- Active: 1745–1746
- Country: Kingdom of Great Britain
- Branch: British Army
- Type: Infantry
- Engagements: Jacobite rising of 1745

Commanders
- Colonel of the Regiment: George Montagu-Dunk, 2nd Earl of Halifax

= 74th Regiment of Foot (1745) =

The 74th Regiment of Foot, or Halifax's Regiment, was a regiment in the British Army from 1745 to 1746.

== History ==
In response to the Jacobite rising of 1745, the regiment was raised at Northampton by George Montagu-Dunk, 2nd Earl of Halifax. Halifax began rallying Northamptonshire's gentry in September and was appointed colonel of the new regiment on October 4. Halifax's Regiment received the rank 74th.

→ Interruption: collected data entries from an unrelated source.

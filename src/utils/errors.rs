use anyhow::Error;
use axum::{
    Json,
    http::StatusCode,
    response::{IntoResponse, Response},
};
use serde::Serialize;
use serde_json::json;
use utoipa::ToSchema;

/// The message carried by a failure: either a plain string or, for
/// validation failures, the list of field-level messages.
#[derive(Debug, Clone, PartialEq, Serialize, ToSchema)]
#[serde(untagged)]
pub enum ErrorMessage {
    Text(String),
    List(Vec<String>),
}

impl std::fmt::Display for ErrorMessage {
    fn fmt(&self, f: &mut std::fmt::Formatter<'_>) -> std::fmt::Result {
        match self {
            Self::Text(text) => f.write_str(text),
            Self::List(messages) => f.write_str(&messages.join(", ")),
        }
    }
}

/// Client-facing message for every unrecognized failure.
pub const GENERIC_SERVER_ERROR: &str = "Internal server error";

/// Application error with an explicit HTTP status.
///
/// Errors built through the named constructors are *recognized* failures:
/// their status and message pass through to the client unaltered. Anything
/// converted via the blanket `From` impl (sqlx, reqwest, anyhow, ...) is an
/// *unrecognized* failure and is normalized to a 500 with a generic message;
/// the original error is preserved for logs and the non-production `stack`
/// field only.
#[derive(Debug)]
pub struct AppError {
    pub status: StatusCode,
    pub message: ErrorMessage,
    pub source: Error,
}

impl AppError {
    pub fn new<E>(status: StatusCode, err: E) -> Self
    where
        E: Into<Error>,
    {
        let source = err.into();
        Self {
            status,
            message: ErrorMessage::Text(source.to_string()),
            source,
        }
    }

    pub fn bad_request<E>(err: E) -> Self
    where
        E: Into<Error>,
    {
        Self::new(StatusCode::BAD_REQUEST, err)
    }

    pub fn unauthorized(message: String) -> Self {
        Self::new(StatusCode::UNAUTHORIZED, anyhow::anyhow!(message))
    }

    pub fn forbidden(message: String) -> Self {
        Self::new(StatusCode::FORBIDDEN, anyhow::anyhow!(message))
    }

    pub fn not_found<E>(err: E) -> Self
    where
        E: Into<Error>,
    {
        Self::new(StatusCode::NOT_FOUND, err)
    }

    pub fn bad_gateway<E>(err: E) -> Self
    where
        E: Into<Error>,
    {
        Self::new(StatusCode::BAD_GATEWAY, err)
    }

    /// A validation failure carrying the field-level messages as a list.
    pub fn validation(messages: Vec<String>) -> Self {
        Self {
            status: StatusCode::UNPROCESSABLE_ENTITY,
            source: anyhow::anyhow!(messages.join(", ")),
            message: ErrorMessage::List(messages),
        }
    }

    /// An unrecognized failure: 500 with the generic client-facing message.
    pub fn internal<E>(err: E) -> Self
    where
        E: Into<Error>,
    {
        Self {
            status: StatusCode::INTERNAL_SERVER_ERROR,
            message: ErrorMessage::Text(GENERIC_SERVER_ERROR.to_string()),
            source: err.into(),
        }
    }
}

/// Failure detail stashed in response extensions so the envelope middleware
/// can build the final body and the logging middleware can emit the error
/// event. The `source` chain is only ever exposed outside production.
#[derive(Debug, Clone)]
pub struct ErrorDetail {
    pub message: ErrorMessage,
    pub source: String,
}

/// Uniform error body returned for every failed request.
#[derive(Debug, Serialize, ToSchema)]
#[serde(rename_all = "camelCase")]
pub struct ErrorEnvelope {
    pub status_code: u16,
    /// ISO-8601 UTC timestamp of when the failure was observed.
    pub timestamp: String,
    pub path: String,
    pub method: String,
    pub message: ErrorMessage,
    #[serde(skip_serializing_if = "Option::is_none")]
    pub stack: Option<String>,
}

impl IntoResponse for AppError {
    fn into_response(self) -> Response {
        let detail = ErrorDetail {
            message: self.message.clone(),
            source: format!("{:?}", self.source),
        };

        // Minimal body; the envelope middleware replaces it with the full
        // ErrorEnvelope using the request's method and path.
        let mut response = (self.status, Json(json!({ "message": self.message }))).into_response();
        response.extensions_mut().insert(detail);
        response
    }
}

impl<E> From<E> for AppError
where
    E: Into<Error>,
{
    fn from(err: E) -> Self {
        AppError::internal(err)
    }
}

#[cfg(test)]
mod tests {
    use super::*;

    #[test]
    fn recognized_error_keeps_status_and_message() {
        let err = AppError::bad_request(anyhow::anyhow!("slug already exists"));
        assert_eq!(err.status, StatusCode::BAD_REQUEST);
        assert_eq!(
            err.message,
            ErrorMessage::Text("slug already exists".to_string())
        );
    }

    #[test]
    fn unrecognized_error_is_masked() {
        let err = AppError::from(std::io::Error::other("connection reset"));
        assert_eq!(err.status, StatusCode::INTERNAL_SERVER_ERROR);
        assert_eq!(
            err.message,
            ErrorMessage::Text(GENERIC_SERVER_ERROR.to_string())
        );
        // Original message survives in the source chain for diagnostics.
        assert!(format!("{:?}", err.source).contains("connection reset"));
    }

    #[test]
    fn validation_error_carries_message_list() {
        let err = AppError::validation(vec!["a".into(), "b".into()]);
        assert_eq!(err.status, StatusCode::UNPROCESSABLE_ENTITY);
        assert_eq!(
            serde_json::to_value(&err.message).unwrap(),
            serde_json::json!(["a", "b"])
        );
    }

    #[test]
    fn into_response_stashes_detail() {
        let response = AppError::unauthorized("Invalid token".to_string()).into_response();
        assert_eq!(response.status(), StatusCode::UNAUTHORIZED);
        let detail = response.extensions().get::<ErrorDetail>().unwrap();
        assert_eq!(
            detail.message,
            ErrorMessage::Text("Invalid token".to_string())
        );
    }
}
pub mod controller;
pub mod model;
pub mod provider;
pub mod router;
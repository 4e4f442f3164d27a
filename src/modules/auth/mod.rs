pub mod controller;
pub mod model;
pub mod router;
pub mod service;
pub mod session;
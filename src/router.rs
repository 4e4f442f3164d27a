use axum::http::{HeaderValue, Method};
use axum::routing::get;
use axum::{Router, middleware};
use tower_http::cors::CorsLayer;
use utoipa::OpenApi;
use utoipa_scalar::{Scalar, Servable as _};
use utoipa_swagger_ui::SwaggerUi;

use crate::docs::ApiDoc;
use crate::logging::logging_middleware;
use crate::middleware::error_envelope::error_envelope;
use crate::middleware::route_guard::route_guard;
use crate::modules::auth::router::init_auth_router;
use crate::modules::generate::router::init_generate_router;
use crate::modules::sites::router::init_sites_router;
use crate::pages::{dashboard_page, home_page, login_page, register_page};
use crate::state::AppState;

pub fn init_router(state: AppState) -> Router {
    Router::new()
        .merge(SwaggerUi::new("/swagger-ui").url("/api-docs/openapi.json", ApiDoc::openapi()))
        .merge(Scalar::with_url("/scalar", ApiDoc::openapi()))
        .nest(
            "/api",
            Router::new()
                .nest("/auth", init_auth_router())
                .nest("/sites", init_sites_router())
                .nest("/generate", init_generate_router()),
        )
        .route("/", get(home_page))
        .route("/login", get(login_page))
        .route("/register", get(register_page))
        .route("/dashboard", get(dashboard_page))
        .route("/dashboard/{*rest}", get(dashboard_page))
        .with_state(state.clone())
        // Innermost of the pipeline: normalizes every failure into the
        // envelope body before the logger observes the response.
        .layer(middleware::from_fn_with_state(
            state.clone(),
            error_envelope,
        ))
        .layer(middleware::from_fn_with_state(
            state.clone(),
            logging_middleware,
        ))
        .layer({
            let allowed_origins: Vec<HeaderValue> = state
                .cors_config
                .allowed_origins
                .iter()
                .filter_map(|origin| origin.parse().ok())
                .collect();

            CorsLayer::new()
                .allow_origin(allowed_origins)
                .allow_methods([
                    Method::GET,
                    Method::POST,
                    Method::PUT,
                    Method::PATCH,
                    Method::DELETE,
                    Method::OPTIONS,
                ])
                .allow_headers([
                    axum::http::header::AUTHORIZATION,
                    axum::http::header::CONTENT_TYPE,
                    axum::http::header::ACCEPT,
                ])
                .allow_credentials(true)
        })
        // Edge-most: page navigation is classified before anything below
        // runs, mirroring the front end's edge middleware.
        .layer(middleware::from_fn(route_guard))
}
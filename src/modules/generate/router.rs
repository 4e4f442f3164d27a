use axum::{Router, routing::post};

use crate::state::AppState;

use super::controller::generate_site;

pub fn init_generate_router() -> Router<AppState> {
    Router::new().route("/", post(generate_site))
}
//! Configuration modules, one per concern, each loaded from environment
//! variables via a `from_env()` constructor.
//!
//! - [`ai`]: AI provider endpoint, key, and model
//! - [`cors`]: Allowed CORS origins
//! - [`database`]: PostgreSQL connection pool initialization
//! - [`environment`]: Production/non-production flag (`APP_ENV`)
//! - [`jwt`]: JWT secret and token lifetimes

pub mod ai;
pub mod cors;
pub mod database;
pub mod environment;
pub mod jwt;
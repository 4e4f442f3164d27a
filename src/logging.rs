//! Request logging middleware and tracing subscriber setup.
//!
//! The middleware wraps the full lifetime of one request: a `request` event
//! on entry (with a redacted copy of a JSON body), then exactly one
//! `response` or `error` event on exit with the elapsed wall-clock time.
//! All per-request state (start instant, correlation id) is allocated fresh,
//! so concurrent requests interleave without coordination.

use std::time::Instant;

use axum::{
    body::{Body, Bytes},
    extract::{Request, State},
    http::header,
    middleware::Next,
    response::Response,
};
use http_body_util::BodyExt;
use serde::Serialize;
use serde_json::Value;
use tracing::{error, info, warn};
use tracing_subscriber::{EnvFilter, Layer, layer::SubscriberExt, util::SubscriberInitExt};

use crate::middleware::auth::current_claims;
use crate::state::AppState;
use crate::utils::errors::ErrorDetail;
use crate::utils::redact::redact_fields;

/// Inbound correlation header. Echoed into log lines only, never into
/// responses.
pub const REQUEST_ID_HEADER: &str = "x-request-id";

/// Bodies above this size are not buffered for logging.
const MAX_LOGGED_BODY_BYTES: u64 = 64 * 1024;

/// Correlation id attached earlier in the pipeline (e.g. by an ingress
/// proxy adapter). The logging middleware reads it but never synthesizes
/// one: a request without an id is simply logged without one.
#[derive(Debug, Clone)]
pub struct RequestId(pub String);

/// Redacted copy of the request body, stashed in request extensions so the
/// envelope middleware can reuse it for 500-class diagnostics without
/// re-reading (or re-leaking) the raw body.
#[derive(Debug, Clone)]
pub struct SanitizedBody(pub Option<Value>);

/// One structured log event. Tagged union over the three lifecycle points
/// of a request, sharing the correlation fields.
#[derive(Debug, Clone, PartialEq, Serialize)]
#[serde(tag = "kind", rename_all = "camelCase")]
pub enum LogEvent {
    #[serde(rename_all = "camelCase")]
    Request {
        #[serde(skip_serializing_if = "Option::is_none")]
        request_id: Option<String>,
        method: String,
        url: String,
        #[serde(skip_serializing_if = "Option::is_none")]
        user_id: Option<String>,
        #[serde(skip_serializing_if = "Option::is_none")]
        body: Option<Value>,
    },
    #[serde(rename_all = "camelCase")]
    Response {
        #[serde(skip_serializing_if = "Option::is_none")]
        request_id: Option<String>,
        method: String,
        url: String,
        #[serde(skip_serializing_if = "Option::is_none")]
        user_id: Option<String>,
        status: u16,
        duration_ms: u64,
    },
    #[serde(rename_all = "camelCase")]
    Error {
        #[serde(skip_serializing_if = "Option::is_none")]
        request_id: Option<String>,
        method: String,
        url: String,
        #[serde(skip_serializing_if = "Option::is_none")]
        user_id: Option<String>,
        duration_ms: u64,
        message: String,
    },
}

impl LogEvent {
    pub fn emit(&self) {
        match self {
            Self::Request {
                request_id,
                method,
                url,
                user_id,
                body,
            } => info!(
                target: "http",
                request_id = request_id.as_deref().unwrap_or(""),
                method = %method,
                url = %url,
                user_id = user_id.as_deref().unwrap_or(""),
                body = %body.as_ref().map(serde_json::Value::to_string).unwrap_or_default(),
                "Incoming request"
            ),
            Self::Response {
                request_id,
                method,
                url,
                user_id,
                status,
                duration_ms,
            } => info!(
                target: "http",
                request_id = request_id.as_deref().unwrap_or(""),
                method = %method,
                url = %url,
                user_id = user_id.as_deref().unwrap_or(""),
                status = %status,
                duration_ms = %duration_ms,
                "Request completed"
            ),
            Self::Error {
                request_id,
                method,
                url,
                user_id,
                duration_ms,
                message,
            } => error!(
                target: "http",
                request_id = request_id.as_deref().unwrap_or(""),
                method = %method,
                url = %url,
                user_id = user_id.as_deref().unwrap_or(""),
                duration_ms = %duration_ms,
                error = %message,
                "Request failed"
            ),
        }
    }
}

pub async fn logging_middleware(
    State(state): State<AppState>,
    req: Request,
    next: Next,
) -> Response {
    let start = Instant::now();
    let method = req.method().to_string();
    let url = req.uri().to_string();

    let request_id = req
        .headers()
        .get(REQUEST_ID_HEADER)
        .and_then(|value| value.to_str().ok())
        .map(str::to_string)
        .or_else(|| req.extensions().get::<RequestId>().map(|id| id.0.clone()));

    let user_id = current_claims(req.headers(), &state.jwt_config).map(|claims| claims.sub);

    let (req, sanitized) = buffer_and_redact(req).await;

    LogEvent::Request {
        request_id: request_id.clone(),
        method: method.clone(),
        url: url.clone(),
        user_id: user_id.clone(),
        body: sanitized,
    }
    .emit();

    let response = next.run(req).await;
    let duration_ms = start.elapsed().as_millis() as u64;

    match response.extensions().get::<ErrorDetail>() {
        Some(detail) => LogEvent::Error {
            request_id,
            method,
            url,
            user_id,
            duration_ms,
            message: detail.message.to_string(),
        }
        .emit(),
        None => LogEvent::Response {
            request_id,
            method,
            url,
            user_id,
            status: response.status().as_u16(),
            duration_ms,
        }
        .emit(),
    }

    response
}

/// Buffers a small JSON body, stashes a redacted copy in request extensions,
/// and restores the body for downstream consumers. Non-JSON and oversized
/// bodies pass through untouched.
async fn buffer_and_redact(req: Request) -> (Request, Option<Value>) {
    let is_json = req
        .headers()
        .get(header::CONTENT_TYPE)
        .and_then(|value| value.to_str().ok())
        .is_some_and(|ct| ct.starts_with("application/json"));

    let within_limit = req
        .headers()
        .get(header::CONTENT_LENGTH)
        .and_then(|value| value.to_str().ok())
        .and_then(|value| value.parse::<u64>().ok())
        .is_some_and(|len| len <= MAX_LOGGED_BODY_BYTES);

    if !is_json || !within_limit {
        let mut req = req;
        req.extensions_mut().insert(SanitizedBody(None));
        return (req, None);
    }

    let (parts, body) = req.into_parts();
    let bytes = match body.collect().await {
        Ok(collected) => collected.to_bytes(),
        Err(e) => {
            warn!(error = %e, "Failed to buffer request body for logging");
            Bytes::new()
        }
    };

    let sanitized = serde_json::from_slice::<Value>(&bytes)
        .ok()
        .map(|body| redact_fields(&body));

    let mut req = Request::from_parts(parts, Body::from(bytes));
    req.extensions_mut().insert(SanitizedBody(sanitized.clone()));
    (req, sanitized)
}

/// Initializes the tracing subscriber: filtered console output plus daily
/// rolling error and JSON log files under `storage/logs`.
pub fn init_tracing() {
    use std::fs;
    use tracing_appender::rolling::{RollingFileAppender, Rotation};
    use tracing_subscriber::fmt;

    let log_dir = "storage/logs";
    fs::create_dir_all(log_dir).expect("Failed to create logs directory");

    let console_filter = EnvFilter::try_from_default_env().unwrap_or_else(|_| {
        EnvFilter::new(format!(
            "{}=info,http=info,tower_http=warn,hyper=info",
            env!("CARGO_CRATE_NAME")
        ))
    });

    let console_layer = fmt::layer()
        .with_target(false)
        .with_file(true)
        .with_line_number(true)
        .compact()
        .with_filter(console_filter);

    let file_appender = RollingFileAppender::new(Rotation::DAILY, log_dir, "puiux-click.log");

    let file_layer = fmt::layer()
        .with_writer(file_appender)
        .with_target(false)
        .with_ansi(false)
        .with_filter(EnvFilter::new("error"));

    let json_appender = RollingFileAppender::new(Rotation::DAILY, log_dir, "puiux-click.json");

    let json_layer = fmt::layer()
        .json()
        .with_writer(json_appender)
        .with_current_span(true)
        .with_filter(EnvFilter::new("info"));

    tracing_subscriber::registry()
        .with(console_layer)
        .with(file_layer)
        .with(json_layer)
        .init();
}
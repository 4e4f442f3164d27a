//! Cross-cutting request middleware.
//!
//! - [`auth`]: Access-token extractor and best-effort identity lookup
//! - [`error_envelope`]: Normalizes every failure into one envelope body
//! - [`route_guard`]: Cookie-presence route guard for page navigation
//!
//! Layer order (outermost first): route guard → CORS → request logging →
//! error envelope → handlers. The guard mirrors the edge middleware of the
//! front end and runs before anything is logged; the envelope runs inside
//! the logger so the logger still observes the normalized failure.

pub mod auth;
pub mod error_envelope;
pub mod route_guard;
use chrono::Utc;
use jsonwebtoken::{DecodingKey, EncodingKey, Header, Validation, decode, encode};
use uuid::Uuid;

use crate::config::jwt::JwtConfig;
use crate::modules::auth::model::{Claims, TokenKind};
use crate::utils::errors::AppError;

pub fn create_access_token(
    user_id: Uuid,
    email: &str,
    jwt_config: &JwtConfig,
) -> Result<String, AppError> {
    create_token(user_id, email, TokenKind::Access, jwt_config.access_token_expiry, jwt_config)
}

pub fn create_refresh_token(
    user_id: Uuid,
    email: &str,
    jwt_config: &JwtConfig,
) -> Result<String, AppError> {
    create_token(user_id, email, TokenKind::Refresh, jwt_config.refresh_token_expiry, jwt_config)
}

fn create_token(
    user_id: Uuid,
    email: &str,
    kind: TokenKind,
    expiry_secs: i64,
    jwt_config: &JwtConfig,
) -> Result<String, AppError> {
    let now = Utc::now().timestamp() as usize;
    let exp = now + expiry_secs as usize;

    let claims = Claims {
        sub: user_id.to_string(),
        email: email.to_string(),
        kind,
        exp,
        iat: now,
    };

    encode(
        &Header::default(),
        &claims,
        &EncodingKey::from_secret(jwt_config.secret.as_bytes()),
    )
    .map_err(|e| AppError::internal(anyhow::anyhow!("Failed to create token: {}", e)))
}

/// Decodes and verifies a token, additionally checking that it is of the
/// expected kind so a refresh token can never stand in for an access token.
pub fn verify_token(
    token: &str,
    jwt_config: &JwtConfig,
    expected_kind: TokenKind,
) -> Result<Claims, AppError> {
    let claims = decode::<Claims>(
        token,
        &DecodingKey::from_secret(jwt_config.secret.as_bytes()),
        &Validation::default(),
    )
    .map(|data| data.claims)
    .map_err(|_| AppError::unauthorized("Invalid or expired token".to_string()))?;

    if claims.kind != expected_kind {
        return Err(AppError::unauthorized("Invalid or expired token".to_string()));
    }

    Ok(claims)
}
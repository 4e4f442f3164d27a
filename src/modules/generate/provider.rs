//! Thin call-through client for the AI text-generation provider.
//!
//! The provider speaks an OpenAI-compatible chat-completions API. The model
//! is asked for strict JSON matching [`GenerateSiteResponse`]; anything else
//! (transport failures, non-2xx statuses, unparseable output) surfaces as a
//! recognized 502 failure so callers get a well-formed envelope rather than
//! a masked 500.

use serde::{Deserialize, Serialize};
use tracing::{debug, warn};

use crate::config::ai::AiConfig;
use crate::utils::errors::AppError;

use super::model::{GenerateSiteRequest, GenerateSiteResponse, slugify};

#[derive(Debug, Clone)]
pub struct AiProvider {
    http: reqwest::Client,
    config: AiConfig,
}

#[derive(Debug, Serialize)]
struct ChatRequest {
    model: String,
    messages: Vec<ChatMessage>,
}

#[derive(Debug, Serialize, Deserialize)]
struct ChatMessage {
    role: String,
    content: String,
}

#[derive(Debug, Deserialize)]
struct ChatResponse {
    choices: Vec<ChatChoice>,
}

#[derive(Debug, Deserialize)]
struct ChatChoice {
    message: ChatMessage,
}

impl AiProvider {
    pub fn new(config: AiConfig) -> Self {
        Self {
            http: reqwest::Client::new(),
            config,
        }
    }

    pub async fn generate_site(
        &self,
        request: &GenerateSiteRequest,
    ) -> Result<GenerateSiteResponse, AppError> {
        let body = ChatRequest {
            model: self.config.model.clone(),
            messages: vec![
                ChatMessage {
                    role: "system".to_string(),
                    content: SYSTEM_PROMPT.to_string(),
                },
                ChatMessage {
                    role: "user".to_string(),
                    content: user_prompt(request),
                },
            ],
        };

        let response = self
            .http
            .post(format!("{}/v1/chat/completions", self.config.base_url))
            .bearer_auth(&self.config.api_key)
            .json(&body)
            .send()
            .await
            .map_err(|e| AppError::bad_gateway(anyhow::anyhow!("AI provider unreachable: {}", e)))?;

        let status = response.status();
        if !status.is_success() {
            warn!(status = %status, "AI provider returned an error");
            return Err(AppError::bad_gateway(anyhow::anyhow!(
                "AI provider returned status {}",
                status
            )));
        }

        let completion: ChatResponse = response
            .json()
            .await
            .map_err(|e| AppError::bad_gateway(anyhow::anyhow!("Malformed provider response: {}", e)))?;

        let content = completion
            .choices
            .first()
            .map(|choice| choice.message.content.as_str())
            .ok_or_else(|| AppError::bad_gateway(anyhow::anyhow!("Provider returned no choices")))?;

        debug!(bytes = content.len(), "AI draft received");

        let mut draft: GenerateSiteResponse = serde_json::from_str(content).map_err(|e| {
            AppError::bad_gateway(anyhow::anyhow!("Provider output was not valid JSON: {}", e))
        })?;

        if draft.slug.is_empty() {
            draft.slug = slugify(&request.business_name);
        }

        Ok(draft)
    }
}

const SYSTEM_PROMPT: &str = "You generate small marketing websites. Respond with a single JSON \
object: {\"name\", \"slug\", \"sections\": [{\"kind\", \"title\", \"body\"}], \"palette\": \
[\"#rrggbb\", ...]}. No prose, no markdown fences.";

fn user_prompt(request: &GenerateSiteRequest) -> String {
    format!(
        "Business name: {}\nBusiness type: {}\nDescription: {}\nWrite all copy in locale: {}",
        request.business_name, request.business_type, request.description, request.locale
    )
}
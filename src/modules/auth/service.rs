use sqlx::PgPool;
use tracing::{info, warn};
use uuid::Uuid;

use crate::utils::errors::AppError;
use crate::utils::password::{hash_password, verify_password};

use super::model::{LoginRequest, RegisterRequestDto, User};

pub struct AuthService;

impl AuthService {
    pub async fn register_user(db: &PgPool, dto: RegisterRequestDto) -> Result<User, AppError> {
        let existing_user = sqlx::query_as::<_, User>(
            "SELECT id, name, email, created_at FROM users WHERE email = $1",
        )
        .bind(&dto.email)
        .fetch_optional(db)
        .await?;

        if existing_user.is_some() {
            warn!(email = %dto.email, "Registration attempt with existing email");
            return Err(AppError::bad_request(anyhow::anyhow!(
                "Email already exists"
            )));
        }

        let hashed_password = hash_password(&dto.password)?;

        let user = sqlx::query_as::<_, User>(
            "INSERT INTO users (name, email, password)
             VALUES ($1, $2, $3)
             RETURNING id, name, email, created_at",
        )
        .bind(&dto.name)
        .bind(&dto.email)
        .bind(&hashed_password)
        .fetch_one(db)
        .await?;

        info!(user.id = %user.id, "User registered");

        Ok(user)
    }

    pub async fn login_user(db: &PgPool, dto: LoginRequest) -> Result<User, AppError> {
        #[derive(sqlx::FromRow)]
        struct UserWithPassword {
            id: Uuid,
            name: String,
            email: String,
            password: String,
            created_at: chrono::DateTime<chrono::Utc>,
        }

        let user_with_password = sqlx::query_as::<_, UserWithPassword>(
            "SELECT id, name, email, password, created_at FROM users WHERE email = $1",
        )
        .bind(&dto.email)
        .fetch_optional(db)
        .await?
        .ok_or_else(|| AppError::unauthorized("Invalid email or password".to_string()))?;

        let is_valid = verify_password(&dto.password, &user_with_password.password)?;

        if !is_valid {
            return Err(AppError::unauthorized(
                "Invalid email or password".to_string(),
            ));
        }

        Ok(User {
            id: user_with_password.id,
            name: user_with_password.name,
            email: user_with_password.email,
            created_at: user_with_password.created_at,
        })
    }

    pub async fn find_by_id(db: &PgPool, user_id: Uuid) -> Result<Option<User>, AppError> {
        let user = sqlx::query_as::<_, User>(
            "SELECT id, name, email, created_at FROM users WHERE id = $1",
        )
        .bind(user_id)
        .fetch_optional(db)
        .await?;

        Ok(user)
    }
}
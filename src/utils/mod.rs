//! Shared utilities used throughout the application:
//!
//! - [`errors`]: Application error types and the error envelope contract
//! - [`jwt`]: JWT token creation and verification
//! - [`pagination`]: Request pagination utilities
//! - [`password`]: Password hashing and verification
//! - [`redact`]: Sensitive-field redaction for logged request bodies

pub mod errors;
pub mod jwt;
pub mod pagination;
pub mod password;
pub mod redact;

The 74th Foot was declared "half-complete" and considered "ready to march" on October 18. The Regiment was actually unusable in battle and the Earl of Halifax himself recognized that he was ashamed of it.

In December, the regiment was part of Cumberland's Army that successfully besieged Carlisle. In January, the regiment was ordered to garrison Carlisle.

The Regiment was then used to guard Jacobite prisoners. The Regiment left Carlisle on July 19. Heading to Northampton, it was disbanded there in the first half of August. The Earl kept his military rank of colonel.

== Uniform ==
The actual uniform of the Regiment is unknown, but most of the regiment raised by noblemen in 1745 had blue coats and red facings.